When Kroll became the union’s president in 2015, he and Sauro were “birds of a feather,” says attorney Bennett. Kroll fervently opposed the Black Lives Matter movement, which had gained momentum after the police killing of Michael Brown in Ferguson, Missouri. Not long after Kroll’s election, two white officers in Minneapolis killed 24-year-old Jamar Clark after they said he’d reached for one of their guns during an arrest, igniting protests across the city. Kroll accused Clark of having a violent criminal history. When a federal investigation cleared the officers of wrongdoing, he referred to Black Lives Matter as a “terrorist organization.”

Kroll had “a history of discriminatory attitudes and conduct,” according to a 2007 lawsuit alleging racism in the police department, filed by officers including then-Lieutenant Medaria Arradondo, who is Black and now the city’s chief of police. In 2007, colleagues accused Kroll of insinuating that Keith Ellison, who had just become the first Muslim elected to Congress, was a “terrorist.” (Kroll denies the allegation.) The lawsuit also accused Kroll of wearing a motorcycle jacket with a “‘White Power’ patch.” In June, Kroll was made to address that allegation. He denied it but said he’s a member of the City Heat motorcycle club, some of whose members have been accused of displaying white supremacist symbols. He did not respond to questions from Mother Jones.
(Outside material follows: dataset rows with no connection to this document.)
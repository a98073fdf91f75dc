//! An ordered, non-empty set of fragments.

use std::collections::HashSet;

use nonempty::NonEmpty;
use omics::coordinate::interbase::Coordinate;
use omics::coordinate::interval;
use omics::coordinate::interval::interbase::Interval;
use omics::coordinate::position::Number;
use omics::coordinate::Contig;
use omics::coordinate::Strand;

use crate::core::fragment::Fragment;
use crate::core::fragment::Id;

/// An error related to a single fragment record.
#[derive(Debug)]
pub enum RecordError {
    /// The start position was zero, which is not a 1-based position.
    ZeroStart,

    /// The start position was greater than the end position.
    StartAfterEnd(Number, Number),

    /// The interval could not be constructed.
    Interval(interval::Error),
}

impl std::fmt::Display for RecordError {
    fn fmt(&self, f: &mut std::fmt::Formatter<'_>) -> std::fmt::Result {
        match self {
            RecordError::ZeroStart => write!(f, "start position cannot be zero"),
            RecordError::StartAfterEnd(start, end) => write!(
                f,
                "start position ({start}) is greater than end position ({end})"
            ),
            RecordError::Interval(err) => write!(f, "interval error: {err}"),
        }
    }
}

impl std::error::Error for RecordError {}

/// An error related to a [`Set`].
#[derive(Debug)]
pub enum Error {
    /// No fragments were provided.
    Empty,

    /// A fragment covered no bases.
    ///
    /// The first value is the 1-based number of the fragment in the input.
    EmptyInterval(usize, Interval),

    /// A fragment record was not a valid interval.
    ///
    /// The first value is the 1-based number of the record in the input.
    InvalidRecord(usize, String, RecordError),
}

impl std::fmt::Display for Error {
    fn fmt(&self, f: &mut std::fmt::Formatter<'_>) -> std::fmt::Result {
        match self {
            Error::Empty => write!(f, "the fragment set is empty"),
            Error::EmptyInterval(number, interval) => {
                write!(f, "fragment #{number} ({interval}) covers no bases")
            }
            Error::InvalidRecord(number, record, err) => {
                write!(f, "invalid fragment #{number} ({record}): {err}")
            }
        }
    }
}

impl std::error::Error for Error {}

/// A [`Result`](std::result::Result) with an [`Error`].
type Result<T> = std::result::Result<T, Error>;

/// An ordered, non-empty set of fragments.
///
/// The position of a fragment within the set determines its [`Id`]: the
/// first fragment is `1`, the second is `2`, and so on. Fragments may overlap
/// one another.
#[derive(Clone, Debug, Eq, PartialEq)]
pub struct Set(NonEmpty<Fragment>);

impl Set {
    /// Attempts to create a [`Set`] from a sequence of interbase intervals.
    ///
    /// # Examples
    ///
    /// ```
    /// use fragcount::core::fragment::Set;
    /// use omics::coordinate::interval::interbase::Interval;
    ///
    /// let set = Set::try_from_intervals([
    ///     "chr1:+:99-199".parse::<Interval>()?,
    ///     "chr1:+:299-599".parse::<Interval>()?,
    /// ])?;
    ///
    /// assert_eq!(set.len(), 2);
    /// assert!(Set::try_from_intervals(Vec::<Interval>::new()).is_err());
    ///
    /// # Ok::<(), Box<dyn std::error::Error>>(())
    /// ```
    pub fn try_from_intervals<I>(intervals: I) -> Result<Self>
    where
        I: IntoIterator<Item = Interval>,
    {
        let fragments = intervals
            .into_iter()
            .enumerate()
            .map(|(index, interval)| {
                if interval.count_entities() == 0 {
                    return Err(Error::EmptyInterval(index + 1, interval));
                }

                Ok(Fragment::new(Id::from_index(index), interval))
            })
            .collect::<Result<Vec<_>>>()?;

        NonEmpty::from_vec(fragments).map(Self).ok_or(Error::Empty)
    }

    /// Attempts to create a [`Set`] from raw `(contig, start, end)` records
    /// with 1-based, fully-closed coordinates.
    ///
    /// The first malformed record is reported along with its 1-based number.
    ///
    /// # Examples
    ///
    /// ```
    /// use fragcount::core::fragment::Set;
    ///
    /// let set = Set::try_from_records([("chr1", 100, 199), ("chr2", 300, 599)])?;
    /// assert_eq!(set.len(), 2);
    ///
    /// let err = Set::try_from_records([("chr1", 100, 199), ("chr1", 599, 300)]).unwrap_err();
    /// assert_eq!(
    ///     err.to_string(),
    ///     "invalid fragment #2 (chr1:599-300): start position (599) is greater than end \
    ///      position (300)"
    /// );
    ///
    /// # Ok::<(), Box<dyn std::error::Error>>(())
    /// ```
    pub fn try_from_records<I, C>(records: I) -> Result<Self>
    where
        I: IntoIterator<Item = (C, Number, Number)>,
        C: Into<Contig>,
    {
        let intervals = records
            .into_iter()
            .enumerate()
            .map(|(index, (contig, start, end))| {
                let contig: Contig = contig.into();
                let record = format!("{}:{start}-{end}", contig.as_str());

                record_to_interval(contig, start, end)
                    .map_err(|err| Error::InvalidRecord(index + 1, record, err))
            })
            .collect::<Result<Vec<_>>>()?;

        Self::try_from_intervals(intervals)
    }

    /// Gets the number of fragments.
    pub fn len(&self) -> usize {
        self.0.len()
    }

    /// Always returns `false`, as a [`Set`] cannot be empty.
    pub fn is_empty(&self) -> bool {
        false
    }

    /// Gets a fragment by its identifier.
    pub fn get(&self, id: Id) -> Option<&Fragment> {
        self.0.get(id.index())
    }

    /// Returns an iterator over the fragments in identifier order.
    pub fn iter(&self) -> impl Iterator<Item = &Fragment> {
        self.0.iter()
    }

    /// Gets the distinct contigs that fragments are located on in the order
    /// that they first appear.
    ///
    /// # Examples
    ///
    /// ```
    /// use fragcount::core::fragment::Set;
    ///
    /// let set = Set::try_from_records([("chr2", 1, 10), ("chr1", 1, 10), ("chr2", 20, 30)])?;
    ///
    /// let contigs = set.contigs().into_iter().map(|c| c.as_str()).collect::<Vec<_>>();
    /// assert_eq!(contigs, vec!["chr2", "chr1"]);
    ///
    /// # Ok::<(), Box<dyn std::error::Error>>(())
    /// ```
    pub fn contigs(&self) -> Vec<&Contig> {
        let mut seen = HashSet::new();

        self.iter()
            .map(|fragment| fragment.contig())
            .filter(|contig| seen.insert(*contig))
            .collect()
    }
}

/// Converts a 1-based, fully-closed record into an interbase interval on the
/// positive strand.
fn record_to_interval(
    contig: Contig,
    start: Number,
    end: Number,
) -> std::result::Result<Interval, RecordError> {
    if start == 0 {
        return Err(RecordError::ZeroStart);
    }

    if start > end {
        return Err(RecordError::StartAfterEnd(start, end));
    }

    let from = Coordinate::new(contig.clone(), Strand::Positive, start - 1);
    let to = Coordinate::new(contig, Strand::Positive, end);

    Interval::try_new(from, to).map_err(RecordError::Interval)
}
As head of the union, he advocated aggressive policing. Under former police Chief Janeé Harteau, he opposed policies requiring officers to intervene if they saw a colleague use excessive force. (Kroll was disciplined at least three times and was suspended from the force—until a successful appeal—for beating up a man while off duty in 2004; he reportedly lost a chunk of his ear in another off-duty fight.) He also pushed back last year when Mayor Frey banned “warrior-style” trainings that were linked to other shootings by officers, including of Philando Castile just outside Minneapolis in 2016. The trainings espoused a “killology” view of policing that urged officers to be prepared to use more force, not less. Kroll called the ban illegal and vowed to make the trainings free for union members. “It’s not about killing, it’s about surviving,” he told the Star Tribune. He reiterated this sentiment in a radio interview in April: “Certainly getting shot at and shooting people takes a different toll, but if you’re in this job and you’ve seen too much blood and gore and dead people, then you’ve signed up for the wrong job.”

That attitude makes the police union seem more like a warrior cult than a labor union, says longtime Minneapolis organizer Ricardo Levins Morales, who’s part of MPD150, a collective of activists who studied the union’s history. It’s “just one of the layers of smugness that you see on officers’ faces when they are committing a crime and know nothing is going to happen to them. They have the ultimate power.”

Shortly after Floyd’s killing, Kroll sent a letter to his union members in which he defended Chauvin and the other officers at the scene, saying they were unfairly disciplined. By late June, he’d changed his stance on Chauvin and said he no longer considered Black Lives Matter a terrorist organization, but he still believed protesters in Minneapolis engaged in “domestic terrorist activities.”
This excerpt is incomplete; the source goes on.